A vast number of existing buildings were constructed before the development and enforcement of seismic design codes, which run into the risk of being severely damaged under the action of seismic excitations. This poses not only a threat to the life of people but also affects the socio-economic stability in the affected area. Therefore, it is necessary to assess such buildings’ present vulnerability to make an educated decision regarding risk mitigation by seismic strengthening techniques such as retrofitting. However, it is economically and timely manner not feasible to inspect, repair, and augment every old building on an urban scale.
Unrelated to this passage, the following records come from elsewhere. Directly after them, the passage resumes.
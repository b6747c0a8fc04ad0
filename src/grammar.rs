//! Parser for compact rule strings such as `"required|min_len:3|in:a,b"`.
//!
//! Tokens are separated by `|`. Each token is `name` or `name:argument`;
//! only the first `:` splits, so arguments may contain colons. List
//! arguments (`in`, `not_in`) are split on `,`. Whitespace around tokens,
//! names, arguments and list items is trimmed.
//!
//! [`parse`] is permissive: unknown names are ignored and a token with a
//! missing or malformed argument drops only that constraint. [`parse_strict`]
//! reports the first such problem instead.
//!
//! # Example
//!
//! ```rust
//! use verdict::grammar;
//!
//! let constraints = grammar::parse("required | min_len:3 | frobnicate");
//! let codes: Vec<_> = constraints.iter().map(|c| c.code()).collect();
//! assert_eq!(codes, vec!["required", "min_len"]);
//!
//! assert!(grammar::parse_strict("required|frobnicate").is_err());
//! ```

use regex::Regex;

use crate::coerce::TimeLayout;
use crate::constraint::{Constraint, ConstraintKind};
use crate::schema::FieldConstraints;

/// A problem found while parsing a rule string in strict mode.
#[derive(Debug, Clone, PartialEq, thiserror::Error)]
pub enum GrammarError {
    #[error("unknown rule '{0}'")]
    UnknownRule(String),

    #[error("rule '{0}' requires an argument")]
    MissingArgument(String),

    #[error("invalid argument '{argument}' for rule '{rule}'")]
    InvalidArgument { rule: String, argument: String },

    #[error("invalid pattern '{pattern}': {reason}")]
    InvalidPattern { pattern: String, reason: String },
}

/// Parses a rule string, silently skipping anything it cannot use.
pub fn parse(rules: &str) -> FieldConstraints {
    tokens(rules)
        .filter_map(|(name, argument)| match parse_token(name, argument) {
            Ok(constraint) => Some(constraint),
            Err(error) => {
                tracing::debug!(rules, %error, "dropping rule token");
                None
            }
        })
        .collect()
}

/// Parses a rule string, failing on the first token that cannot be used.
pub fn parse_strict(rules: &str) -> Result<FieldConstraints, GrammarError> {
    tokens(rules)
        .map(|(name, argument)| parse_token(name, argument))
        .collect()
}

/// Collects every problem in a rule string rather than stopping at the first.
pub fn diagnose(rules: &str) -> Vec<GrammarError> {
    tokens(rules)
        .filter_map(|(name, argument)| parse_token(name, argument).err())
        .collect()
}

/// Splits a rule string into trimmed `(name, argument)` pairs, skipping empty tokens.
fn tokens(rules: &str) -> impl Iterator<Item = (&str, Option<&str>)> {
    rules.split('|')
        .map(str::trim)
        .filter(|token| !token.is_empty())
        .map(|token| match token.split_once(':') {
            Some((name, argument)) => (name.trim(), Some(argument.trim())),
            None => (token, None),
        })
}

fn parse_token(name: &str, argument: Option<&str>) -> Result<Constraint, GrammarError> {
    let kind = match name {
        "required" => ConstraintKind::Required,
        "email" => ConstraintKind::Email,
        "url" => ConstraintKind::Url,
        "alpha" => ConstraintKind::Alpha,
        "alphanum" => ConstraintKind::AlphaNumeric,
        "numeric" => ConstraintKind::Numeric,
        "uuid" => ConstraintKind::Uuid,
        "ip" => ConstraintKind::Ip,
        "ipv4" => ConstraintKind::Ipv4,
        "ipv6" => ConstraintKind::Ipv6,
        "date" => ConstraintKind::TimeFormat(TimeLayout::Date),
        "time" => ConstraintKind::TimeFormat(TimeLayout::Time),
        "datetime" => ConstraintKind::TimeFormat(TimeLayout::DateTime),
        "min" => ConstraintKind::Min(integer_argument(name, argument)?),
        "max" => ConstraintKind::Max(integer_argument(name, argument)?),
        "min_len" => ConstraintKind::MinLength(length_argument(name, argument)?),
        "max_len" => ConstraintKind::MaxLength(length_argument(name, argument)?),
        "in" => ConstraintKind::OneOf(list_argument(name, argument)?),
        "not_in" => ConstraintKind::NotOneOf(list_argument(name, argument)?),
        "equal" => ConstraintKind::Equal(required_argument(name, argument)?.to_string()),
        "not_equal" => ConstraintKind::NotEqual(required_argument(name, argument)?.to_string()),
        "regex" => {
            let pattern = required_argument(name, argument)?;
            let regex = Regex::new(pattern).map_err(|e| GrammarError::InvalidPattern {
                pattern: pattern.to_string(),
                reason: e.to_string(),
            })?;
            ConstraintKind::Pattern {
                regex,
                source: pattern.to_string(),
            }
        }
        unknown => return Err(GrammarError::UnknownRule(unknown.to_string())),
    };
    Ok(Constraint::new(kind))
}

fn required_argument<'a>(name: &str, argument: Option<&'a str>) -> Result<&'a str, GrammarError> {
    match argument {
        Some(arg) if !arg.is_empty() => Ok(arg),
        _ => Err(GrammarError::MissingArgument(name.to_string())),
    }
}

fn integer_argument(name: &str, argument: Option<&str>) -> Result<i64, GrammarError> {
    let arg = required_argument(name, argument)?;
    arg.parse().map_err(|_| GrammarError::InvalidArgument {
        rule: name.to_string(),
        argument: arg.to_string(),
    })
}

fn length_argument(name: &str, argument: Option<&str>) -> Result<usize, GrammarError> {
    let arg = required_argument(name, argument)?;
    arg.parse().map_err(|_| GrammarError::InvalidArgument {
        rule: name.to_string(),
        argument: arg.to_string(),
    })
}

fn list_argument(name: &str, argument: Option<&str>) -> Result<Vec<String>, GrammarError> {
    let arg = required_argument(name, argument)?;
    Ok(arg.split(',').map(|item| item.trim().to_string()).collect())
}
As a result, a reliable rapid screening methods, namely Rapid Visual Screening (RVS), have garnered increasing interest among researchers and decision-makers alike. In this study, the effectiveness of five different Machine Learning (ML) techniques in vulnerability prediction applications have been investigated. The damage data of four different earthquakes from Ecuador, Haiti, Nepal, and South Korea, have been utilized to train and test the developed models. Eight performance modifiers have been implemented as variables with a supervised ML. The investigations on this paper illustrate that the assessed vulnerability classes by ML techniques were very close to the actual damage levels observed in the buildings.